Some of the ill-effects are offset by allowing the poorest countries to sell their produce here at inflated European prices. That is what brings mange tout peas from Kenya to our dinner tables. "The only way Africa exports food here is through loopholes," said Matt Griffiths of the Catholic Fund for Overseas Development. "But the WTO is seeking to close them. Unless compensation is forthcoming or the concessions are phased out carefully and gradually, fairer trade rules could hurt more African countries than are helped."
Liz Stuart, Oxfam's trade policy adviser, was clear: "The single change to the CAP that would help Africa the most would be to get rid of the export subsidies," she said. The WTO is supposed to be doing just that, but last week Oxfam reported that the rules had been drawn up so loosely that the EU can dole out more than €5bn (£3.4bn) a year in export support while reporting only a fifth of the total to the WTO.
"At the same time as putting poor people out of business, [Europe and the US] are spending billions on aid and debt relief, with the aim of doing the exact opposite," said Oxfam. "A coherent package of aid, debt relief and fairer trade rules could instead lift millions of people out of poverty." Whatever happens at the G8, one chance of achieving that has already been missed.
Additional reporting by Marion Delros
How tariffs distort the market
Frozen chicken drumsticks: African countries have seen a dramatic rise in imports of cheap frozen chicken parts from the EU. Since European poultry farmers are able to feed their birds on subsidised grain, they can undercut local producers by half. Thriving poultry sectors in countries such as Ghana and Senegal have been hit by the forced opening of their markets.
Bananas: The EU and the US fought a battle over bananas a few years ago, with Britain and France favouring their mainly Caribbean former colonies. The US demanded access for bananas from their fiefdoms in Central America. Small African producers in places such as the Cape Verde islands scarcely get a look in.

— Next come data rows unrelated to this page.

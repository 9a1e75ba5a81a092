//! In-memory implementation of the control-plane store.
//!
//! # Purpose
//! Implements `ControlPlaneStore` with `DashMap`s so that every key gets its
//! own shard-level lock. It exists for:
//! - local development and tests (no external dependencies)
//! - single-instance deployments where durability is not required
//!
//! # Durability and consistency
//! - **Not durable**: all state is lost on process restart.
//! - **Per-key linearizability**: upserts and deletes of one namespace run
//!   under that key's entry guard, and the change-log append happens inside
//!   the same guard, so the feed order for a name matches commit order.
//! - **No global write lock**: writes to different names only contend when
//!   they hash to the same shard.
//!
//! # Lock ordering
//! Namespace entry guard first, then SQL stats entry guard. No guard is ever
//! held across an `.await`, and no code path holds a map guard while calling
//! whole-map operations (`len`, `iter`) on the same map.
use super::{ChangeSet, ControlPlaneStore, Snapshot, StoreConfig, StoreError, StoreResult};
use crate::model::{
    Namespace, NamespaceChange, NamespaceChangeOp, NodeStatus, PollOutcome, ProxyNode, SqlClass,
    SqlFingerprintSnapshot, SqlRecordLimits, SqlSample, truncate_sample,
};
use async_trait::async_trait;
use chrono::{DateTime, Utc};
use dashmap::DashMap;
use dashmap::mapref::entry::Entry;
use parking_lot::Mutex;
use std::collections::VecDeque;

/// Bounded, in-memory append-only log of namespace changes.
///
/// - `record()` assigns the next sequence number, appends the change, and
///   evicts older items when the configured capacity is exceeded.
/// - A consumer that falls behind the window must re-bootstrap from
///   `namespace_snapshot()`.
#[derive(Debug)]
struct ChangeLog<T> {
    next_seq: u64,
    capacity: usize,
    items: VecDeque<T>,
}

impl<T> ChangeLog<T> {
    fn new(capacity: usize) -> Self {
        Self {
            next_seq: 0,
            capacity,
            items: VecDeque::with_capacity(capacity),
        }
    }

    fn record(&mut self, item: impl FnOnce(u64) -> T) -> u64 {
        let seq = self.next_seq;
        self.next_seq += 1;
        self.items.push_back(item(seq));
        while self.items.len() > self.capacity {
            self.items.pop_front();
        }
        seq
    }
}

#[derive(Debug, Clone)]
struct StoredNamespace {
    namespace: Namespace,
    revision: u64,
}

/// In-memory control-plane store.
pub struct InMemoryStore {
    config: StoreConfig,
    /// Authoritative namespaces keyed by name.
    namespaces: DashMap<String, StoredNamespace>,
    /// Appended while the namespace entry guard is held.
    namespace_changes: Mutex<ChangeLog<NamespaceChange>>,
    /// SQL fingerprint buckets keyed by namespace name.
    sql_stats: DashMap<String, SqlFingerprintSnapshot>,
    /// Fleet registry rows keyed by `host:port`.
    proxies: DashMap<String, ProxyNode>,
}

impl InMemoryStore {
    pub fn new(config: StoreConfig) -> Self {
        let capacity = config.change_window();
        Self {
            config,
            namespaces: DashMap::new(),
            namespace_changes: Mutex::new(ChangeLog::new(capacity)),
            sql_stats: DashMap::new(),
            proxies: DashMap::new(),
        }
    }

    fn limit(&self) -> usize {
        self.config.changes_limit as usize
    }

    fn publish_namespace_count(&self) {
        metrics::gauge!("cc_namespaces_total").set(self.namespaces.len() as f64);
    }
}

#[async_trait]
impl ControlPlaneStore for InMemoryStore {
    async fn list_namespaces(&self, names: &[String]) -> StoreResult<Vec<Namespace>> {
        let mut items: Vec<Namespace> = if names.is_empty() {
            self.namespaces
                .iter()
                .map(|entry| entry.value().namespace.clone())
                .collect()
        } else {
            names
                .iter()
                .filter_map(|name| self.namespaces.get(name).map(|e| e.namespace.clone()))
                .collect()
        };
        items.sort_by(|a, b| a.name.cmp(&b.name));
        items.dedup_by(|a, b| a.name == b.name);
        Ok(items)
    }

    async fn upsert_namespace(
        &self,
        namespace: Namespace,
        expected_revision: Option<u64>,
    ) -> StoreResult<u64> {
        let name = namespace.name.clone();
        let revision = match self.namespaces.entry(name.clone()) {
            Entry::Occupied(mut entry) => {
                let current = entry.get().revision;
                if let Some(expected) = expected_revision {
                    if expected != current {
                        return Err(StoreError::Conflict(format!(
                            "namespace {name} is at revision {current}, expected {expected}"
                        )));
                    }
                }
                let revision = current + 1;
                self.namespace_changes.lock().record(|seq| NamespaceChange {
                    seq,
                    op: NamespaceChangeOp::Updated,
                    name: name.clone(),
                    revision,
                    namespace: Some(namespace.clone()),
                });
                entry.insert(StoredNamespace {
                    namespace,
                    revision,
                });
                revision
            }
            Entry::Vacant(entry) => {
                if let Some(expected) = expected_revision.filter(|&r| r != 0) {
                    return Err(StoreError::Conflict(format!(
                        "namespace {name} does not exist, expected revision {expected}"
                    )));
                }
                self.namespace_changes.lock().record(|seq| NamespaceChange {
                    seq,
                    op: NamespaceChangeOp::Created,
                    name: name.clone(),
                    revision: 1,
                    namespace: Some(namespace.clone()),
                });
                entry.insert(StoredNamespace {
                    namespace,
                    revision: 1,
                });
                1
            }
        };
        self.publish_namespace_count();
        Ok(revision)
    }

    async fn delete_namespace(&self, name: &str) -> StoreResult<()> {
        match self.namespaces.entry(name.to_string()) {
            Entry::Occupied(entry) => {
                let revision = entry.get().revision;
                self.namespace_changes.lock().record(|seq| NamespaceChange {
                    seq,
                    op: NamespaceChangeOp::Deleted,
                    name: name.to_string(),
                    revision,
                    namespace: None,
                });
                // Cascade while the namespace guard is still held so a concurrent
                // `record_sql` cannot repopulate buckets for the deleted name.
                self.sql_stats.remove(name);
                entry.remove();
            }
            Entry::Vacant(_) => return Err(StoreError::NotFound(format!("namespace {name}"))),
        }
        self.publish_namespace_count();
        Ok(())
    }

    async fn namespace_revision(&self, name: &str) -> StoreResult<Option<u64>> {
        Ok(self.namespaces.get(name).map(|entry| entry.revision))
    }

    async fn namespace_snapshot(&self) -> StoreResult<Snapshot<Namespace>> {
        // Read the checkpoint first: anything committed after it is replayed by
        // the changes feed, and applying a change twice is harmless.
        let next_seq = self.namespace_changes.lock().next_seq;
        let items = self.list_namespaces(&[]).await?;
        Ok(Snapshot { items, next_seq })
    }

    async fn namespace_changes(&self, since: u64) -> StoreResult<ChangeSet<NamespaceChange>> {
        let guard = self.namespace_changes.lock();
        let items = guard
            .items
            .iter()
            .filter(|item| item.seq >= since)
            .take(self.limit())
            .cloned()
            .collect();
        Ok(ChangeSet::page(items, guard.next_seq))
    }

    async fn record_sql(
        &self,
        namespace: &str,
        class: SqlClass,
        fingerprint: &str,
        sample: &str,
        at: DateTime<Utc>,
        limits: SqlRecordLimits,
    ) -> StoreResult<u64> {
        let Some(_namespace_guard) = self.namespaces.get(namespace) else {
            return Err(StoreError::NotFound(format!("namespace {namespace}")));
        };
        let mut buckets = self.sql_stats.entry(namespace.to_string()).or_default();
        let bucket = buckets.class_mut(class);
        let sample = truncate_sample(sample, limits.max_sample_len);
        if let Some(entry) = bucket.get_mut(fingerprint) {
            entry.count += 1;
            entry.sample = sample;
            entry.last_seen = at;
            return Ok(entry.count);
        }
        if limits.max_entries > 0 && bucket.len() >= limits.max_entries {
            let oldest = bucket
                .iter()
                .min_by_key(|(_, entry)| entry.last_seen)
                .map(|(key, _)| key.clone());
            if let Some(oldest) = oldest {
                bucket.remove(&oldest);
            }
        }
        bucket.insert(
            fingerprint.to_string(),
            SqlSample {
                sample,
                count: 1,
                first_seen: at,
                last_seen: at,
            },
        );
        Ok(1)
    }

    async fn sql_fingerprints(&self, namespace: &str) -> StoreResult<SqlFingerprintSnapshot> {
        if !self.namespaces.contains_key(namespace) {
            return Err(StoreError::NotFound(format!("namespace {namespace}")));
        }
        Ok(self
            .sql_stats
            .get(namespace)
            .map(|buckets| buckets.clone())
            .unwrap_or_default())
    }

    async fn register_proxy(&self, addr: &str) -> StoreResult<bool> {
        match self.proxies.entry(addr.to_string()) {
            Entry::Occupied(_) => Ok(false),
            Entry::Vacant(entry) => {
                entry.insert(ProxyNode {
                    addr: addr.to_string(),
                    fingerprint: None,
                    status: NodeStatus::Unknown,
                    last_seen: None,
                    last_error: None,
                });
                Ok(true)
            }
        }
    }

    async fn deregister_proxy(&self, addr: &str) -> StoreResult<()> {
        match self.proxies.remove(addr) {
            Some(_) => Ok(()),
            None => Err(StoreError::NotFound(format!("proxy {addr}"))),
        }
    }

    async fn record_proxy_poll(&self, addr: &str, outcome: PollOutcome) -> StoreResult<()> {
        let Some(mut node) = self.proxies.get_mut(addr) else {
            return Err(StoreError::NotFound(format!("proxy {addr}")));
        };
        match outcome {
            PollOutcome::Observed { fingerprint, at } => {
                node.fingerprint = Some(fingerprint);
                node.status = NodeStatus::Reachable;
                node.last_seen = Some(at);
                node.last_error = None;
            }
            PollOutcome::Failed { reason } => {
                node.status = NodeStatus::Unreachable;
                node.last_error = Some(reason);
            }
        }
        Ok(())
    }

    async fn proxy(&self, addr: &str) -> StoreResult<Option<ProxyNode>> {
        Ok(self.proxies.get(addr).map(|node| node.value().clone()))
    }

    async fn list_proxies(&self) -> StoreResult<Vec<ProxyNode>> {
        let mut nodes: Vec<ProxyNode> = self
            .proxies
            .iter()
            .map(|entry| entry.value().clone())
            .collect();
        nodes.sort_by(|a, b| a.addr.cmp(&b.addr));
        Ok(nodes)
    }

    async fn health_check(&self) -> StoreResult<()> {
        Ok(())
    }

    fn is_durable(&self) -> bool {
        false
    }

    fn backend_name(&self) -> &'static str {
        "memory"
    }
}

Tomatoes: Since African countries were forced to dismantle tariffs protecting local growers, they have been unable to compete with European farmers, who receive export subsidies. Canned tomatoes and tomato paste from Europe have prevented processors in West Africa getting on their feet. The resulting slump saw tomato production fall by two-thirds.
Flour: Africa needs to import grain to feed its growing population, so it does not put up much in the way of tariff barriers. But some countries such as Mozambique are trying to develop local milling industries, grinding imported wheat into flour, so they have tariffs against imported flour. If they are forced to remove these under pressure from rich nations, the millers are likely to go under.
Maize: In many parts of Africa maize is the staple diet, often ground into meal to make porridge. Subsistence farmers as well as larger operators used to sell their excess production to local poultry producers, but that market has collapsed. Not only have imports of EU-subsidised cereal meal and pellets shot up, but chicken farmers (see above) have been wiped out by competition from Europe.
Beef: A prime example of the distortions produced by the CAP. The EU exports beef at just under half what it costs to produce, but gives preferential access to meat from some of the poorest countries. Arid Botswana has built up a prosperous ranching industry because it has not had to compete in Europe with big-time producers such as Argentina, but any liberalisation in WTO trade rules would quickly plunge the country into deep trouble.
Fish: African seafood exports to the EU are exceeded by the amount of subsidy Brussels pays European fishermen. Much of this goes to vessels operating in African waters, where they pay minimal royalties. EU tuna boats in five West African states pay less than 1 per cent of the value of their catch to those states.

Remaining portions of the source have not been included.